Воропаева, поджав губы в обиженной гримасе, схватила со стола директора листок, развернулась на каблуках и вылетела из кабинета. После ее ухода наступила тишина, а потом Орехов с тяжелым вздохом проговорил:
— Кирилл Олегович, если есть у Вас возможность, пусть Оксану и ее двух подруг уберут от нас. У меня уже терпение подошло к критической отметке.
Вместо ответа Кирилл просто кивнул головой, вернулся за свой стол и стал просматривать заметки в колонке светских новостей. По тому, что он там читал было видно, что тексты Оксаны претерпевали значительную коррекцию, но все равно просматривалась ее корявая манера подачи информации. Он даже хохотнул про себя, представляя, как корректоры плюются, вычитывая ее тексты.
Сегодня Кирилл не стал засиживаться допоздна, в семь часов вечера он попрощался с Ореховым и уехал в свой домик на берегу лесного озера.
Глава 6
Утром Мария спешила на работу. Она сегодня проспала немного, поэтому пришлось собираться в спешке. Вчера она отвезла маму в санаторий, вернулась поздно вечером, легла спать уже за полночь. И как итог проспала звонок будильника. Вечером она не стала звонить Татьяне, чтобы поделиться последними новостями, так как было поздно. Все равно весь день впереди.
В пять минут десятого она открыла дверь архива, зашла к себе, разделась, включила чайник. Только она успела подумать о подруге, как открылась дверь и в архив ураганом влетела Северцева. Судя по ее веселому лицу, новости у нее были интересные. Подруга прошла в уголок спокойствия, рухнула на диванчик и по привычке вытянула свои длинные ноги, откинулась на спинку и рассмеялась. Мария молчала, давая возможность подруге начать рассказ самой.
Отсмеявшись, Татьяна приняла от Марии кружку с кофе, отпила первый глоток:
— Машка, жалко тебя вчера не было. Это был концерт по заявкам. Наша Оксана вышла на тропу завоевания мужа.
— А теперь спокойно и с первой цифры, — улыбнулась Мария.

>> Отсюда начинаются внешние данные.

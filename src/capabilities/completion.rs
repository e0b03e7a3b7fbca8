//! Chat-completions client for any OpenAI-compatible endpoint.

use async_trait::async_trait;
use reqwest::Client;
use secrecy::ExposeSecret;
use serde::{Deserialize, Serialize};

use crate::config::CompletionConfig;
use crate::error::CapabilityError;
use crate::util::truncate_for_log;

use super::{ChatMessage, CompletionProvider};

const SERVICE: &str = "completion";

pub struct CompletionClient {
    client: Client,
    config: CompletionConfig,
}

impl CompletionClient {
    pub fn new(config: CompletionConfig) -> Result<Self, CapabilityError> {
        let client = Client::builder()
            .timeout(std::time::Duration::from_secs(120))
            .build()
            .map_err(|e| CapabilityError::RequestFailed {
                service: SERVICE,
                reason: format!("failed to build http client: {e}"),
            })?;
        Ok(Self { client, config })
    }

    /// Endpoint URL under `/v1/`, tolerating a base that already carries the
    /// `/v1` suffix.
    fn api_url(&self, path: &str) -> String {
        let base = self.config.base_url.trim_end_matches('/');
        let base = base.strip_suffix("/v1").unwrap_or(base);
        format!("{}/v1/{}", base, path.trim_start_matches('/'))
    }

    fn add_auth_header(&self, request: reqwest::RequestBuilder) -> reqwest::RequestBuilder {
        match self.config.api_key.as_ref() {
            Some(key) => request.bearer_auth(key.expose_secret()),
            None => request,
        }
    }
}

#[derive(Serialize)]
struct ChatCompletionRequest<'a> {
    model: &'a str,
    messages: Vec<WireMessage>,
}

#[derive(Serialize)]
struct WireMessage {
    role: &'static str,
    content: String,
}

impl From<ChatMessage> for WireMessage {
    fn from(m: ChatMessage) -> Self {
        Self {
            role: m.role.as_str(),
            content: m.content,
        }
    }
}

#[derive(Deserialize)]
struct ChatCompletionResponse {
    choices: Vec<Choice>,
}

#[derive(Deserialize)]
struct Choice {
    message: ChoiceMessage,
}

#[derive(Deserialize)]
struct ChoiceMessage {
    content: Option<String>,
}

#[async_trait]
impl CompletionProvider for CompletionClient {
    async fn complete(&self, messages: Vec<ChatMessage>) -> Result<String, CapabilityError> {
        let url = self.api_url("chat/completions");
        let body = ChatCompletionRequest {
            model: &self.config.model,
            messages: messages.into_iter().map(WireMessage::from).collect(),
        };

        tracing::debug!(%url, model = %self.config.model, "sending completion request");

        let request = self.client.post(&url).json(&body);
        let response = self.add_auth_header(request).send().await.map_err(|e| {
            CapabilityError::RequestFailed {
                service: SERVICE,
                reason: e.to_string(),
            }
        })?;

        let status = response.status();
        let text = response
            .text()
            .await
            .map_err(|e| CapabilityError::RequestFailed {
                service: SERVICE,
                reason: format!("failed to read response body: {e}"),
            })?;

        if !status.is_success() {
            if status.as_u16() == 401 {
                return Err(CapabilityError::AuthFailed { service: SERVICE });
            }
            if status.as_u16() == 429 {
                return Err(CapabilityError::RateLimited { service: SERVICE });
            }
            return Err(CapabilityError::RequestFailed {
                service: SERVICE,
                reason: format!("HTTP {status}: {}", truncate_for_log(&text, 200)),
            });
        }

        let parsed: ChatCompletionResponse =
            serde_json::from_str(&text).map_err(|e| CapabilityError::InvalidResponse {
                service: SERVICE,
                reason: format!("JSON parse error: {e}. Raw: {}", truncate_for_log(&text, 200)),
            })?;

        let choice = parsed
            .choices
            .into_iter()
            .next()
            .ok_or(CapabilityError::InvalidResponse {
                service: SERVICE,
                reason: "no choices in response".to_string(),
            })?;

        Ok(choice.message.content.unwrap_or_default())
    }
}

#[cfg(test)]
mod tests {
    use pretty_assertions::assert_eq;

    use super::*;

    fn client(base_url: &str) -> CompletionClient {
        CompletionClient::new(CompletionConfig {
            base_url: base_url.to_string(),
            api_key: None,
            model: "test-model".to_string(),
        })
        .unwrap()
    }

    #[test]
    fn api_url_appends_v1_once() {
        assert_eq!(
            client("http://localhost:8081").api_url("chat/completions"),
            "http://localhost:8081/v1/chat/completions"
        );
        assert_eq!(
            client("http://localhost:8081/v1/").api_url("chat/completions"),
            "http://localhost:8081/v1/chat/completions"
        );
    }

    #[test]
    fn response_parse_takes_first_choice() {
        let raw = r#"{"choices":[{"message":{"role":"assistant","content":"こんにちは"}}],"usage":{"prompt_tokens":3,"completion_tokens":2}}"#;
        let parsed: ChatCompletionResponse = serde_json::from_str(raw).unwrap();
        assert_eq!(
            parsed.choices[0].message.content.as_deref(),
            Some("こんにちは")
        );
    }
}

— Ну начнем с общего совещания, где нам представили москвича. Я то думаю, куда она позавчера делась, а оказывается она посвятила себе красоте. Вчера пришла вся из себя как лубочная картинка, аж блестит. Да и почти все наши тетки принарядились, причипурились, кто-то даже губки накрасил поярче. Прям ярмарка невест. Но Воропаева вне конкуренции. Уселась напротив московского гостя в своей короткой юбчонке и давай ногами перед ним крутить-перебирать, прямо «Основной инстинкт». Не знаю, надела ли она сегодня трусы или так, без них пришла. Когда вернулись в кабинет, всем своим подружкам растрезвонила, что все, Кириллушка у нее в руках. Потом утащила его в администрацию, вернулись оттуда уже после обеда. Потом Воропаева какая-то задумчивая и дерганая, села печатать что-то. Пыхтела почти часа два, несколько раз тебе звонила.
— Откуда знаешь, что мне?
— Так она по внутреннему и каждый раз ругалась, что «когда Машка нужна, то ее никогда на месте нет». А кто у нас «Машка»? Я только одну знаю. Потом она распечатала листок, унеслась к Звягинцеву. Вернулась от него красной, как рак, долго злобно рычала, потом ушла, как я поняла к директору. А оттуда вернулась вообще опущенной. Пока она туда-сюда бегала, я ради интереса посмотрела, что она там печатала. Оказывается, она писала об открытии выставки детских рисунков в администрации. Маш, тебе пересказать ее текст и назвать количество ошибок или сама догадаешься?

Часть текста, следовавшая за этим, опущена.